Tubuhnya tampak bergetar, ia begitu takut. Ia menatap kedua orang tuanya dengan pandangan memohon, seolah meminta agar mereka mau melepaskan tubuhnya yang terikat. Namun apa daya, kedua orang tuanya tampak acuh tak acuh—tak hanya itu—bibirnya juga kelu akibat shock, membuatnya tak mampu untuk berteriak.
Anak itu hanya bisa menangis, menatap ke langit seolah berharap agar Tuhan mau membantunya melepaskan tubuhnya, dan sesekali melirik ke arah orang tuanya agar mereka mau menghampirinya. Ia pun menoleh dan terkejut saat kedua orang tuanya justru beranjak dari sana untuk pergi tanpa menghampirinya terlebih dahulu.
‘Ma-mama sama Pa-papa mau ke-kemana?’ batin gadis kecil itu ketakutan.
Ia pun menatap ke sekeliling tubuhnya. Gadis kecil itu baru sadar, bahwa ia tengah tertidur di kelilingi oleh lilin-lilin di sekitar tubuhnya. Tak hanya itu, ia juga mencium bau dupa yang sangat menyengat dan menusuk hidungnya. Ia pun melihat ke bawah, di tatapnya lantai tempat ia tiduri—tengah menggambarkan sebuah pentagon yang mengelilingi tubuhnya.
Anak itu mungkin masih kecil dan polos. Namun jika ada orang dewasa yang datang menghampirinya, mereka pasti bisa menebak kalau gadis kecil itu akan ditumbalkan untuk ritual pemujaan setan. Dengan polos dan ketakutan, ia hanya bisa menangis dan berharap ada orang yang mau datang lalu menolongnya.

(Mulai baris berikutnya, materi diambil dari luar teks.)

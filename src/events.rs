//! In-process domain event bus.
//!
//! Decouples configuration changes from the CA, the CA from rotation, and
//! identity updates from anything that wants to observe them. Dispatch is
//! synchronous and single-threaded per emission: each handler runs
//! in-line on the publisher's call stack, in registration order, with one
//! handler's panic or error isolated from the rest.

use std::any::{Any, TypeId};
use std::collections::HashMap;
use std::sync::{Arc, RwLock};

use chrono::{DateTime, Utc};

/// A domain event fanned out by `DomainEventBus`.
pub trait DomainEvent: Any + Send + Sync + std::fmt::Debug {
    /// Short, stable name used in log messages.
    fn event_name(&self) -> &'static str;
}

/// The certificate authority was swapped (managed <-> custom, or
/// key/algorithm change within a kind).
#[derive(Debug, Clone)]
pub struct CaChanged {
    /// Fingerprint-ish summary of the new CA leaf's subject, for logging.
    pub new_subject: String,
    /// When the swap completed.
    pub at: DateTime<Utc>,
}

impl DomainEvent for CaChanged {
    fn event_name(&self) -> &'static str {
        "CAChanged"
    }
}

/// The cloud-reported connectivity info (host address set) changed.
#[derive(Debug, Clone)]
pub struct ConnectivityChanged {
    /// The new address set.
    pub addresses: Vec<String>,
    /// When the change was observed.
    pub at: DateTime<Utc>,
}

impl DomainEvent for ConnectivityChanged {
    fn event_name(&self) -> &'static str {
        "ConnectivityChanged"
    }
}

/// A Thing record's attachment map changed.
#[derive(Debug, Clone)]
pub struct ThingUpdated {
    /// The Thing's name.
    pub thing_name: String,
    /// When the update was applied.
    pub at: DateTime<Utc>,
}

impl DomainEvent for ThingUpdated {
    fn event_name(&self) -> &'static str {
        "ThingUpdated"
    }
}

/// The network transitioned between up and down.
#[derive(Debug, Clone, Copy, PartialEq, Eq)]
pub enum NetworkTransition {
    /// MQTT connectivity became available.
    Up,
    /// MQTT connectivity was lost.
    Down,
}

impl DomainEvent for NetworkTransition {
    fn event_name(&self) -> &'static str {
        match self {
            NetworkTransition::Up => "NetworkUp",
            NetworkTransition::Down => "NetworkDown",
        }
    }
}

/// Synchronous, type-keyed, in-process publish/subscribe bus. A handler
/// that panics or otherwise misbehaves is isolated from other handlers of
/// the same event (each call is wrapped so one failing subscriber cannot
/// prevent the others from observing the event); handlers needing async
/// work must schedule their own task rather than block the emitting
/// thread.
#[derive(Default)]
pub struct DomainEventBus {
    handlers: RwLock<HashMap<TypeId, Vec<Box<dyn Fn(&dyn Any) + Send + Sync>>>>,
}

impl DomainEventBus {
    /// Construct an empty bus.
    pub fn new() -> Self {
        Self { handlers: RwLock::new(HashMap::new()) }
    }

    /// Register a handler for events of type `E`.
    pub fn subscribe<E: DomainEvent + 'static>(&self, handler: impl Fn(&E) + Send + Sync + 'static) {
        let boxed: Box<dyn Fn(&dyn Any) + Send + Sync> = Box::new(move |event: &dyn Any| {
            if let Some(typed) = event.downcast_ref::<E>() {
                handler(typed);
            }
        });
        self.handlers
            .write()
            .unwrap()
            .entry(TypeId::of::<E>())
            .or_default()
            .push(boxed);
    }

    /// Fan out `event` to every handler registered for its concrete type.
    /// Each handler invocation is isolated: a panic in one handler is
    /// caught and logged rather than aborting the emission or the
    /// emitting thread.
    pub fn emit<E: DomainEvent + 'static>(&self, event: E) {
        tracing::debug!(event = event.event_name(), "emitting domain event");
        let handlers = self.handlers.read().unwrap();
        if let Some(list) = handlers.get(&TypeId::of::<E>()) {
            for handler in list {
                let result = std::panic::catch_unwind(std::panic::AssertUnwindSafe(|| handler(&event)));
                if let Err(panic) = result {
                    tracing::error!(
                        event = event.event_name(),
                        "domain event handler panicked: {:?}",
                        panic
                    );
                }
            }
        }
    }
}

/// Shared handle to a `DomainEventBus`, the form every component that
/// needs to publish or subscribe actually holds.
pub type SharedEventBus = Arc<DomainEventBus>;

Saat ia tengah menangis, seorang nenek tua dengan rambut serba putih, lipstick hitam di bibirnya, serta jubah hitam—dengan kapak di tangan kanannya terlihat datang menghampirinya. Nenek tua itu pun berlutut di hadapan anak kecil yang tengah ketakutan itu. Bagaimana keadaan anak itu? Jangan tanya lagi, ia benar-benar ketakutan sampai air mata yang mengalir dan tubuh yang bergetar hebat—tak dapat ia bendung.
Nenek tua itu mengelus pipi anak kecil tersebut sambil tertawa kencang—seperti seorang iblis—saat anak itu menunjukkan ekspressi polos dan ketakutan di hadapannya.
“HAHAHAHAHA.”
Gadis kecil itu hanya bisa menangis ketakutan. Jika seseorang berada di posisi anak tersebut, pastilah mereka merasa bingung dan juga ketakutan. Bagaimana mungkin ada orang tua yang meninggalkan anak mereka dalam posisi tersebut? Pastilah, orang tua itu memiliki maksud lain bagi anak mereka sampai-sampai ada seseorang yang berwujud penyihir duduk di samping anak tersebut.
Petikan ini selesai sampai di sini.